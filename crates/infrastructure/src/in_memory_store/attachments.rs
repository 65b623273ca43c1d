use async_trait::async_trait;
use bugzot_application::{AttachmentRepository, Committed};
use bugzot_domain::AttachmentUpload;

use super::*;

#[async_trait]
impl AttachmentRepository for InMemoryStore {
    async fn find_attachment(
        &self,
        attachment_id: AttachmentId,
    ) -> AppResult<Option<Attachment>> {
        Ok(self
            .state
            .read()
            .await
            .attachments
            .get(&attachment_id)
            .cloned())
    }

    async fn list_attachments(
        &self,
        bug_id: BugId,
        include_history: bool,
    ) -> AppResult<Vec<Attachment>> {
        let state = self.state.read().await;
        let mut attachments: Vec<Attachment> = state
            .attachments
            .values()
            .filter(|attachment| attachment.bug_id == bug_id && !attachment.is_deleted)
            .filter(|attachment| include_history || attachment.is_latest)
            .cloned()
            .collect();
        attachments.sort_by(|left, right| {
            left.filename
                .cmp(&right.filename)
                .then_with(|| right.version.cmp(&left.version))
        });
        Ok(attachments)
    }

    async fn create_attachment(
        &self,
        attachment_id: AttachmentId,
        bug_id: BugId,
        uploader_id: UserId,
        upload: AttachmentUpload,
        audit: NewAuditEntry,
    ) -> AppResult<Committed<Attachment>> {
        let mut state = self.state.write().await;
        state.require_bug(bug_id)?;

        let same_name = |attachment: &Attachment| {
            attachment.bug_id == bug_id && attachment.filename == upload.filename()
        };
        let version = state
            .attachments
            .values()
            .filter(|attachment| same_name(attachment))
            .map(|attachment| attachment.version)
            .max()
            .unwrap_or(0)
            + 1;

        let attachment = Attachment {
            id: attachment_id,
            bug_id,
            uploader_id,
            filename: upload.filename().to_owned(),
            storage_path: upload.storage_path().to_owned(),
            mime_type: upload.mime_type().map(str::to_owned),
            size_bytes: upload.size_bytes(),
            version,
            is_latest: true,
            is_deleted: false,
            uploaded_at: Utc::now(),
        };

        let sequence = state.append_audit(self.audit_offline(), audit)?;
        for previous in state.attachments.values_mut() {
            if same_name(previous) {
                previous.is_latest = false;
            }
        }
        state.attachments.insert(attachment_id, attachment.clone());
        Ok(Committed::new(attachment, sequence))
    }

    async fn soft_delete_attachment(
        &self,
        attachment_id: AttachmentId,
        audit: NewAuditEntry,
    ) -> AppResult<Committed<Attachment>> {
        let mut state = self.state.write().await;
        let mut attachment = state
            .attachments
            .get(&attachment_id)
            .filter(|attachment| !attachment.is_deleted)
            .cloned()
            .ok_or_else(|| {
                AppError::NotFound(format!("attachment '{attachment_id}' not found"))
            })?;
        let was_latest = attachment.is_latest;
        attachment.is_deleted = true;
        attachment.is_latest = false;

        let sequence = state.append_audit(self.audit_offline(), audit)?;
        state.attachments.insert(attachment_id, attachment.clone());

        if was_latest
            && let Some(promoted) = state
                .attachments
                .values_mut()
                .filter(|other| {
                    other.bug_id == attachment.bug_id
                        && other.filename == attachment.filename
                        && !other.is_deleted
                })
                .max_by_key(|other| other.version)
        {
            promoted.is_latest = true;
        }

        Ok(Committed::new(attachment, sequence))
    }
}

# EXERCISE INSTRUCTIONS:
Every line in the data that holds the string "right" should be copied.

# RESULT:
        attachments.sort_by(|left, right| {
                .cmp(&right.filename)
                .then_with(|| right.version.cmp(&left.version))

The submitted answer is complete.